UNITED STATES COURT FOR THE DISTRICT OF UTAH CENTRAL DIVISION
Sep 6, 2012
Case No. 2:12-CV-276 TS (D. Utah Sep. 6, 2012)

Opinion

Case No. 2:12-CV-276 TS

09-06-2012

TERESA JOHNSON, on behalf of herself and other persons similarly situated, Plaintiff, v. ACADEMY MORTGAGE COMPANY, a Utah corporation, Defendant.


MEMORANDUM DECISION AND

ORDER DENYING PLAINTIFF'S

MOTION TO EQUITABLY TOLL

THE STATUTE OF LIMITATIONS

This matter is before the Court on Plaintiff Teresa Johnson's Motion to Equitably Toll the Statute of Limitations as of September 12, 2011. For the reasons discussed more fully below, the Court will deny the Motion.

Docket No. 25.

I. BACKGROUND

This dispute arises from the alleged failure of Defendant Academy Mortgage Company to pay Plaintiff—and other similarly situated employees—overtime compensation for hours worked in excess of 40 hours in one work-week. Plaintiff alleges that Defendant's failure to pay overtime constituted a violation of the Fair Labor Standards Act ("FLSA") as found in 29 U.S.C. § 207.
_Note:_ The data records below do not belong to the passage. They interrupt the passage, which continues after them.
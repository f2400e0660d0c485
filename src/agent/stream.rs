//! Folding a streamed agent reply into text.

use std::pin::Pin;

use futures_util::{Stream, StreamExt};
use tokio_util::sync::CancellationToken;

use crate::errors::RemoteError;

/// Reserved reply meaning the agent needs the user to authorize a tool.
pub const AUTH_REQUIRED: &str = "AUTH_REQUIRED";

pub type ChunkStream = Pin<Box<dyn Stream<Item = Result<Vec<u8>, RemoteError>> + Send>>;

#[derive(Debug, Clone, PartialEq, Eq)]
pub enum StreamOutcome {
    Completed(String),
    /// The accumulated reply was exactly the sentinel.
    AuthRequired,
    /// Aborted by a newer request; carries what had arrived.
    Cancelled(String),
}

/// Incremental UTF-8 decoding that tolerates code points split across
/// chunk boundaries.
#[derive(Debug, Default)]
pub struct Utf8Accumulator {
    pending: Vec<u8>,
    text: String,
}

impl Utf8Accumulator {
    pub fn push(&mut self, bytes: &[u8]) {
        self.pending.extend_from_slice(bytes);
        loop {
            match std::str::from_utf8(&self.pending) {
                Ok(valid) => {
                    self.text.push_str(valid);
                    self.pending.clear();
                    return;
                }
                Err(err) => {
                    let valid_up_to = err.valid_up_to();
                    self.text
                        .push_str(&String::from_utf8_lossy(&self.pending[..valid_up_to]));
                    match err.error_len() {
                        Some(bad) => {
                            self.text.push(char::REPLACEMENT_CHARACTER);
                            self.pending.drain(..valid_up_to + bad);
                        }
                        None => {
                            self.pending.drain(..valid_up_to);
                            return;
                        }
                    }
                }
            }
        }
    }

    pub fn text(&self) -> &str {
        &self.text
    }

    /// Flushes an incomplete trailing sequence as a replacement character.
    pub fn finish(mut self) -> String {
        if !self.pending.is_empty() {
            self.text.push(char::REPLACEMENT_CHARACTER);
        }
        self.text
    }
}

/// Reads `stream` to the end, calling `on_update` with the accumulated text
/// after every chunk. Stops early when the text is the `AUTH_REQUIRED`
/// sentinel or when `cancel` fires.
pub async fn fold_stream<F>(
    mut stream: ChunkStream,
    cancel: &CancellationToken,
    mut on_update: F,
) -> Result<StreamOutcome, RemoteError>
where
    F: FnMut(&str) + Send,
{
    let mut acc = Utf8Accumulator::default();
    loop {
        let next = tokio::select! {
            biased;
            _ = cancel.cancelled() => {
                return Ok(StreamOutcome::Cancelled(acc.finish()));
            }
            next = stream.next() => next,
        };
        let Some(chunk) = next else {
            break;
        };
        acc.push(&chunk?);
        if acc.text().trim() == AUTH_REQUIRED {
            return Ok(StreamOutcome::AuthRequired);
        }
        on_update(acc.text());
    }
    Ok(StreamOutcome::Completed(acc.finish()))
}
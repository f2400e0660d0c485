#![allow(dead_code)]
use sheetops::model::{Column, Row, SheetState};

/// Sheet with slug-style column ids and rows `r1..rN`.
pub fn sheet(columns: &[(&str, &str)], rows: &[&[&str]]) -> SheetState {
    let columns: Vec<Column> = columns
        .iter()
        .map(|(id, label)| Column::new(*id, *label))
        .collect();
    let rows = rows
        .iter()
        .enumerate()
        .map(|(idx, values)| {
            let mut row = Row::new(format!("r{}", idx + 1));
            for (col, value) in columns.iter().zip(values.iter()) {
                row = row.with_cell(col.id.clone(), *value);
            }
            row
        })
        .collect();
    SheetState::new(columns, rows)
}

/// Owned grid of values, header first.
pub fn grid(rows: &[&[&str]]) -> Vec<Vec<String>> {
    rows.iter()
        .map(|row| row.iter().map(|v| v.to_string()).collect())
        .collect()
}

pub fn contacts() -> SheetState {
    sheet(
        &[("name", "Name"), ("email", "Email"), ("amount", "Amount")],
        &[
            &["Ada", "ada@example.com", "10"],
            &["Grace", "GRACE@example.com", "7"],
            &["Linus", "not-an-email", "x"],
        ],
    )
}
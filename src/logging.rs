use tracing_subscriber::EnvFilter;

/// Environment variable holding a full `EnvFilter` directive.
pub const LOG_ENV: &str = "SHEETOPS_LOG";

/// Installs a fmt subscriber filtered by `SHEETOPS_LOG`, or by `level` when
/// that variable is unset or invalid. Returns false when a global
/// subscriber was already installed.
pub fn init_tracing(level: &str) -> bool {
    let filter = EnvFilter::try_from_env(LOG_ENV)
        .or_else(|_| EnvFilter::try_new(level))
        .unwrap_or_else(|_| EnvFilter::new("info"));
    tracing_subscriber::fmt()
        .with_env_filter(filter)
        .with_target(false)
        .try_init()
        .is_ok()
}

#[cfg(test)]
mod tests {
    use super::*;

    #[test]
    fn second_init_is_harmless() {
        init_tracing("debug");
        assert!(!init_tracing("info"));
    }
}
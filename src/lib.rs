//! Operation-based editing and sync for Google Sheets.
//!
//! Edits from the user and from a hosted agent are expressed as
//! [`EditOperation`]s, queued against a pulled base in a [`SheetSession`],
//! previewed and validated locally, then pushed back as a full grid.

pub mod address;
pub mod agent;
pub mod apply;
pub mod config;
pub mod diff;
pub mod errors;
pub mod logging;
pub mod model;
pub mod ops;
pub mod sync;
pub mod validate;

pub use agent::{AgentEvent, AgentSession, AgentTransport, SheetContext, TurnOutcome};
pub use apply::apply_ops;
pub use config::{AuthMode, ConfigArgs, SheetOpsConfig};
pub use diff::{SheetDiff, diff_states};
pub use errors::{AgentError, RemoteError, SyncAction, SyncError};
pub use model::{Align, Column, ColumnType, Row, SheetState, ValidationIssue};
pub use ops::{Author, EditOperation, OpIdBatch, SortDirection};
pub use sync::{SessionSnapshot, SheetSession, SheetTarget, SheetsBackend};
pub use validate::validate_rows;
Plaintiff initiated this case on May 19, 2011, by filing a complaint in the United States District Court for the District of Colorado (the "Colorado court"). On June 17, 2011, Defendant filed a motion to dismiss or transfer venue. In its motion, Defendant argued that venue was improper before the Colorado court because Plaintiff signed a Severance Agreement and Release (the "Agreement") that included a binding venue provision. On July 19, 2011, Plaintiff filed a motion to conditionally certify a collective action under the FLSA, seeking court assisted notice to potential opt-in plaintiffs. Defendant filed a motion to stay consideration of Plaintiff's motion to certify until after a decision was reached on its motion to dismiss. The above-listed motions became fully briefed on September 12, 2011.

Docket No. 1.

Docket No. 6.

Docket No. 9.

On March 21, 2012, the Colorado court granted Defendant's motion to dismiss and transferred venue to this Court. In its order, the Colorado court denied without prejudice Plaintiff's motion to conditionally certify a collective action and denied Defendant's motion to stay as moot. The Colorado court provided that Plaintiff's motion to certify was subject to renewal before this Court. To date, Plaintiff has not sought to renew her motion to certify.

II. DISCUSSION

"Actions under the FLSA to recover overtime compensation must be commenced within two years of the alleged violation, or within three years thereof if the violations is willfull." The limitations period for an opt-in plaintiff continues to run until the plaintiff files a written consent to join the action. "Equitable tolling is a doctrine that permits courts to extend statutes of limitations on a case-by-case basis in order to prevent inequity. This equitable tolling doctrine is read into every federal statute, including the FLSA." "[E]quitable tolling excuses a plaintiff's untimely filing of a federal claim when the court determines that Congress intended that the plaintiff's federal rights should be enforced, despite his untimely filing."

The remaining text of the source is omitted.